Freud conceived various theories of what dreams actually meant. This is an interesting method of interpretation of the unconscious, but how can we ever be sure that this method can irrefutably show what lies in the unconscious or a person’s behaviour can be predicted. There is no definite link between the dreams events and what Freud said they represented. Although his dream interpretation was very astute and perhaps even correct, there is no way of testing whether it is correct as it may differ from gender, race, culture, age and many more variables.

In order to make predictions about something you need to have clear outcomes and this does not appear to be the case within the psychoanalytic model. How could say for definite that an event in a dream was wish fulfilment rather than a fear of something. Freud does appear to make some kind of prediction within his ideas of the psychosexual stages, developing the idea that if something went wrong at any particular stage then it could lead to fixation later in life. He doesn’t however; make any clear cut predictions about these fixations.

He believed that only by becoming aware of the fixation and the reasons behind it could alterations be made, therefore making this a treatment which could only be used later in life. So is psychoanalysis pretty useless at preventing or foreseeing any problems in adulthood. I am reminded of a book written by Jeffrey Masson, in which he examines one of Freud’s case studies named ‘Dora’. ‘Dora’ is a young woman and is the daughter of a rich, Viennese industrialist whom after appearing to seem depressed and withdrawn was sent to Freud by her parents who sought to cure this depression.
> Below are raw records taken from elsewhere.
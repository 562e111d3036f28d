#![doc = include_str!("../README.md")]

extern crate gibbsmotif;

use std::fs::File;
use std::io::BufRead;
use std::io::BufReader;
use std::path::Path;

use gibbsmotif::abc::Dna;
use gibbsmotif::collection::SequenceCollection;
use gibbsmotif::err::ConfigurationError;
use log::debug;
use log::info;
use rand::Rng;

pub mod error;
pub mod fasta;

pub use error::Error;

/// Load a sequence collection from a FASTA file.
///
/// The initial motif window of every record is drawn from `rng`.
pub fn load<P, R>(path: P, width: usize, rng: &mut R) -> Result<SequenceCollection<Dna>, Error>
where
    P: AsRef<Path>,
    R: Rng + ?Sized,
{
    let path = path.as_ref();
    debug!("loading sequences from {:?}", path);
    let file = File::open(path)?;
    load_from_reader(BufReader::new(file), width, rng)
}

/// Load a sequence collection from any buffered reader in FASTA format.
///
/// Input without a single record is not considered a FASTA file. The
/// number of records is checked before any record is built.
pub fn load_from_reader<B, R>(
    reader: B,
    width: usize,
    rng: &mut R,
) -> Result<SequenceCollection<Dna>, Error>
where
    B: BufRead,
    R: Rng + ?Sized,
{
    let records = fasta::read(reader).collect::<Result<Vec<_>, _>>()?;
    if records.is_empty() {
        return Err(Error::Format(None));
    }
    if records.len() < 2 {
        return Err(ConfigurationError::TooFewSequences(records.len()).into());
    }
    let collection = SequenceCollection::from_sequences(
        records.into_iter().map(|r| (r.id, r.sequence)),
        width,
        rng,
    )?;
    info!(
        "loaded {} sequences with motif width {}",
        collection.len(),
        collection.width()
    );
    Ok(collection)
}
Dora’ had had a sexual advance made toward her by a family friend, with whose wife her father was having an affair. This made her feel as though there had been an unspoken bargaining between this gentleman and her father. Freud however; thought he had unearthed a deep sexual desire for her father; ‘Dora’ was outraged by Freud’s insinuations at her reasons for her attitude toward her parents. She did eventually benefit from psychotherapy with Freud but not in the way in which either her father or Freud agreed with.

She confronted her parents with her perception of the situation. If Freud had seen this girl at a young age, and spoken to her at length would he have reached the same prognosis? Would he have thought her then a child with a deep desire for her father’s affection? It is questionable as most children want to be loved and accepted by their parents. If Freud had examined ‘Dora’ as a child would he have been able to come to the same conclusions about her, or any of his other patients, so much happens from childhood to adulthood it is difficult to isolate where the problem started.
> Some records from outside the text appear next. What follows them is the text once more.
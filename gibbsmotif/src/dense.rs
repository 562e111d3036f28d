//! Dense matrix storage with a constant number of columns.

use std::fmt::Debug;
use std::fmt::Error as FmtError;
use std::fmt::Formatter;
use std::iter::ExactSizeIterator;
use std::ops::Index;
use std::ops::IndexMut;
use std::slice::ChunksExact;
use std::slice::ChunksExactMut;

use typenum::marker_traits::NonZero;
use typenum::marker_traits::Unsigned;

// --- DenseMatrix -------------------------------------------------------------

/// A row-major dense matrix with a constant number of columns.
///
/// Matrices in this crate store one motif position per row and one alphabet
/// symbol per column.
#[derive(Clone)]
pub struct DenseMatrix<T: Default + Copy, C: Unsigned + NonZero> {
    data: Vec<T>,
    rows: usize,
    _columns: std::marker::PhantomData<C>,
}

impl<T: Default + Copy, C: Unsigned + NonZero> DenseMatrix<T, C> {
    /// Create a new matrix with the given number of rows.
    pub fn new(rows: usize) -> Self {
        Self {
            data: vec![T::default(); rows * C::USIZE],
            rows,
            _columns: std::marker::PhantomData,
        }
    }

    /// Create a new dense matrix from an iterable of rows.
    ///
    /// # Panics
    ///
    /// Panics if any of the rows does not have the number of elements
    /// corresponding to the dense matrix columns.
    pub fn from_rows<I>(rows: I) -> Self
    where
        I: IntoIterator,
        <I as IntoIterator>::Item: AsRef<[T]>,
        <I as IntoIterator>::IntoIter: ExactSizeIterator,
    {
        let it = rows.into_iter();
        let mut dense = Self::new(it.len());

        for (i, row) in it.enumerate() {
            dense[i].copy_from_slice(row.as_ref());
        }

        dense
    }

    /// The number of columns of the matrix.
    #[inline]
    pub const fn columns(&self) -> usize {
        C::USIZE
    }

    /// The number of rows of the matrix.
    #[inline]
    pub fn rows(&self) -> usize {
        self.rows
    }

    /// Iterate over the rows of the matrix.
    #[inline]
    pub fn iter(&self) -> ChunksExact<'_, T> {
        self.data.chunks_exact(C::USIZE)
    }

    /// Returns an iterator that allows modifying each row.
    #[inline]
    pub fn iter_mut(&mut self) -> ChunksExactMut<'_, T> {
        self.data.chunks_exact_mut(C::USIZE)
    }

    /// Iterate over the values of a single column.
    pub fn column(&self, index: usize) -> impl Iterator<Item = &T> + '_ {
        self.iter().map(move |row| &row[index])
    }
}

impl<T: Default + Copy + Debug, C: Unsigned + NonZero> Debug for DenseMatrix<T, C> {
    fn fmt(&self, f: &mut Formatter) -> Result<(), FmtError> {
        f.debug_list().entries(self.iter()).finish()
    }
}

impl<T: Default + Copy + PartialEq, C: Unsigned + NonZero> PartialEq for DenseMatrix<T, C> {
    fn eq(&self, other: &Self) -> bool {
        self.rows == other.rows && self.data == other.data
    }
}

impl<T: Default + Copy + Eq, C: Unsigned + NonZero> Eq for DenseMatrix<T, C> {}

impl<T: Default + Copy, C: Unsigned + NonZero> Index<usize> for DenseMatrix<T, C> {
    type Output = [T];
    #[inline]
    fn index(&self, index: usize) -> &Self::Output {
        let row = C::USIZE * index;
        &self.data[row..row + C::USIZE]
    }
}

impl<T: Default + Copy, C: Unsigned + NonZero> IndexMut<usize> for DenseMatrix<T, C> {
    #[inline]
    fn index_mut(&mut self, index: usize) -> &mut Self::Output {
        let row = C::USIZE * index;
        &mut self.data[row..row + C::USIZE]
    }
}

impl<'a, T: Default + Copy, C: Unsigned + NonZero> IntoIterator for &'a DenseMatrix<T, C> {
    type Item = &'a [T];
    type IntoIter = ChunksExact<'a, T>;
    #[inline]
    fn into_iter(self) -> Self::IntoIter {
        self.iter()
    }
}

impl<'a, T: Default + Copy, C: Unsigned + NonZero> IntoIterator for &'a mut DenseMatrix<T, C> {
    type Item = &'a mut [T];
    type IntoIter = ChunksExactMut<'a, T>;
    #[inline]
    fn into_iter(self) -> Self::IntoIter {
        self.iter_mut()
    }
}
Masson writes that Freud became disenchanted with ‘Dora’ after she would not accept his ideas regarding her situation. This show’s that he could have been wrong. It is also presumptuous of Freud to tell his patient how she perceives her emotions. To summarise, Freud was unable to predict any problems later in life. Firstly, he did not study children, which he would have to have done in order to have any conclusive evidence to support his theories.

He did not, nor it seems could not carry out any experiments in order to prove his theories whether this be due to ethical reasons or simply because he couldn’t. Freud’s studies were also collated amongst a relatively small society of people in the Western world and cannot necessarily apply to people outside of Vienna during that period. Therefore his theories were not valid in predicting future behaviour. However, Freud does not claim to be able to make predictions. Instead he looked at psychology in a philosophical manner, asking questions which may not have direct answers.

In a world so obsessed with science and religion wherein outcomes were explicitly stated, this was quite brave of him. Considering that his ideas are still currently taught and used within Psychology worldwide, this must show that they are effective in some manner. His ideas on defence mechanisms and the id, ego and superego seem to be enduring of time and would be valid in one form or another nowadays. So, although Freud could not make conclusive predictions about people, his ideas are useful today and will go on to be for some time to come.